The MM (minorization-maximization) principle is a versatile tool for constructing optimization algorithms. Every EM algorithm is an MM algorithm but not vice versa. This article derives MM algorithms for maximum likelihood estimation with discrete multivariate distributions such as the Dirichlet-multinomial and Connor-Mosimann distributions, the Neerchal-Morel distribution, the negative-multinomial distribution, certain distributions on partitions, and zero-truncated and zero-inflated distributions.

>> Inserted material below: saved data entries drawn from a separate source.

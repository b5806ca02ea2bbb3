use anyhow::Result;
use chrono::Local;
use clap::{Parser, Subcommand};
use db_backup::config::{self, BackupJob, Config, GlobalConfig};
use db_backup::managers::logging::{self, LoggingConfig};
use db_backup::managers::{prompt, report};
use db_backup::strategies;
use db_backup::utils::locker::BatchLock;
use db_backup::utils::preflight;
use db_backup::BackupManager;
use std::path::{Path, PathBuf};
use std::process::ExitCode;
use tracing::warn;

#[derive(Parser)]
#[command(name = "db-backup")]
#[command(about = "Back up PostgreSQL, MySQL, MariaDB and MongoDB through docker or kubectl", long_about = None)]
#[command(version)]
struct Cli {
    /// Path to configuration file
    #[arg(short, long, default_value = "db-backup.toml")]
    config: PathBuf,

    #[command(subcommand)]
    command: Option<Commands>,
}

#[derive(Subcommand)]
enum Commands {
    /// Back up every configured database
    Run {
        /// Only back up these databases (by database name, repeatable)
        #[arg(long)]
        only: Vec<String>,

        /// Print outcomes as JSON instead of text
        #[arg(long)]
        json: bool,
    },

    /// Show the commands a run would execute, without running them
    Plan,

    /// Validate configuration file
    Validate,

    /// List all configured databases
    List,

    /// Configure a backup with prompts, then run it
    Interactive,
}

fn main() -> Result<ExitCode> {
    let cli = Cli::parse();
    let command = cli.command.unwrap_or(Commands::Interactive);

    match command {
        Commands::Run { only, json } => {
            let config = config::load_config(&cli.config)?;
            let _log_guard = logging::init_logging(&LoggingConfig::from_global(&config.global))?;
            run_batch(&config, &only, json)
        }

        Commands::Interactive => {
            let global = if cli.config.exists() {
                config::load_global(&cli.config)?
            } else {
                GlobalConfig::default()
            };
            let _log_guard = logging::init_logging(&LoggingConfig::from_global(&global))?;

            match prompt::prompt_config(global)? {
                Some(config) => run_batch(&config, &[], false),
                None => {
                    println!("Backup cancelled.");
                    Ok(ExitCode::SUCCESS)
                }
            }
        }

        Commands::Plan => {
            logging::init_console_logging();
            let config = config::load_config(&cli.config)?;
            let jobs = config::resolve_jobs(&config, Local::now());
            handle_plan(&jobs);
            Ok(ExitCode::SUCCESS)
        }

        Commands::Validate => {
            logging::init_console_logging();
            handle_validate(&cli.config)
        }

        Commands::List => {
            logging::init_console_logging();
            let config = config::load_config(&cli.config)?;
            handle_list(&config);
            Ok(ExitCode::SUCCESS)
        }
    }
}

fn run_batch(config: &Config, only: &[String], json: bool) -> Result<ExitCode> {
    let mut jobs = config::resolve_jobs(config, Local::now());
    if !only.is_empty() {
        jobs.retain(|job| only.contains(&job.connection.database));
        anyhow::ensure!(
            !jobs.is_empty(),
            "No configured database matches: {}",
            only.join(", ")
        );
    }

    // Jobs needing a missing tool fail on their own; the rest still run
    let missing = preflight::missing_tools(&jobs);
    if !missing.is_empty() {
        warn!("Required tools not found in PATH: {}", missing.join(", "));
        eprintln!(
            "⚠ Required tools not found in PATH: {} (databases that need them will fail)",
            missing.join(", ")
        );
    }

    let backup_dir = config::expand_tilde(&config.global.backup_dir);
    let mut lock = BatchLock::open(&backup_dir)?;
    let _guard = lock.try_acquire()?;

    let manager = BackupManager::new();
    let outcomes = if json {
        let outcomes = manager.run(&jobs);
        report::write_json(std::io::stdout().lock(), &outcomes)?;
        outcomes
    } else {
        let mut reporter = report::ConsoleReporter::stdout();
        reporter.print_plan_summary(&jobs)?;
        let outcomes = manager.run_observed(&jobs, &mut reporter);
        reporter.print_summary(&outcomes)?;
        outcomes
    };

    if outcomes.iter().all(|o| o.success()) {
        Ok(ExitCode::SUCCESS)
    } else {
        Ok(ExitCode::FAILURE)
    }
}

fn handle_plan(jobs: &[BackupJob]) {
    for (i, job) in jobs.iter().enumerate() {
        println!(
            "{}. {} '{}' via {}",
            i + 1,
            job.engine,
            job.connection.database,
            job.method
        );
        match strategies::build_plan(job) {
            Ok(plan) => {
                for (phase, invocation) in plan.steps() {
                    println!("   {:<8} {}", phase, invocation.redacted());
                }
                println!("   -> {}", plan.destination().display());
            }
            Err(e) => println!("   ✗ {}", e),
        }
        println!();
    }
}

fn handle_validate(path: &Path) -> Result<ExitCode> {
    println!("Validating configuration: {:?}", path);

    let config = match config::load_config(path) {
        Ok(config) => config,
        Err(e) => {
            eprintln!("✗ Configuration is invalid: {}", e);
            return Ok(ExitCode::FAILURE);
        }
    };

    let jobs = config::resolve_jobs(&config, Local::now());

    let mut warnings = 0;
    for job in &jobs {
        if let Err(e) = strategies::build_plan(job) {
            println!("⚠ {} '{}': {}", job.engine, job.connection.database, e);
            warnings += 1;
        }
    }

    println!(
        "✓ Configuration is valid ({} database(s), {} warning(s))",
        jobs.len(),
        warnings
    );
    Ok(ExitCode::SUCCESS)
}

fn handle_list(config: &Config) {
    println!("Configured databases:\n");
    for entry in &config.databases {
        let method = entry.method.as_deref().unwrap_or(&config.global.method);
        println!("  {:<10} {:<24} {}", entry.db_type, entry.database, method);
    }
}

These MM algorithms increase the likelihood at each iteration and reliably converge to the maximum from well-chosen initial values. Because they involve no matrix inversion, the algorithms are especially pertinent to high-dimensional problems. To illustrate the performance of the MM algorithms, we compare them to Newton's method on data used to classify handwritten digits.
MM(最小化-最大化)原理是构建优化算法的一种通用工具。每个期望最大化(EM)算法都是一个MM算法,但反之则不成立。本文推导了用于离散多元分布(如狄利克雷多项分布和康纳-莫西曼分布、内尔查尔-莫雷尔分布、负多项分布、某些划分上的分布以及零截断和零膨胀分布)的最大似然估计的MM算法。这些MM算法在每次迭代时都会增加似然性,并从精心选择的初始值可靠地收敛到最大值。由于它们不涉及矩阵求逆,因此这些算法特别适用于高维问题。为了说明MM算法的性能,我们将它们与牛顿法在用于手写数字分类的数据上进行比较。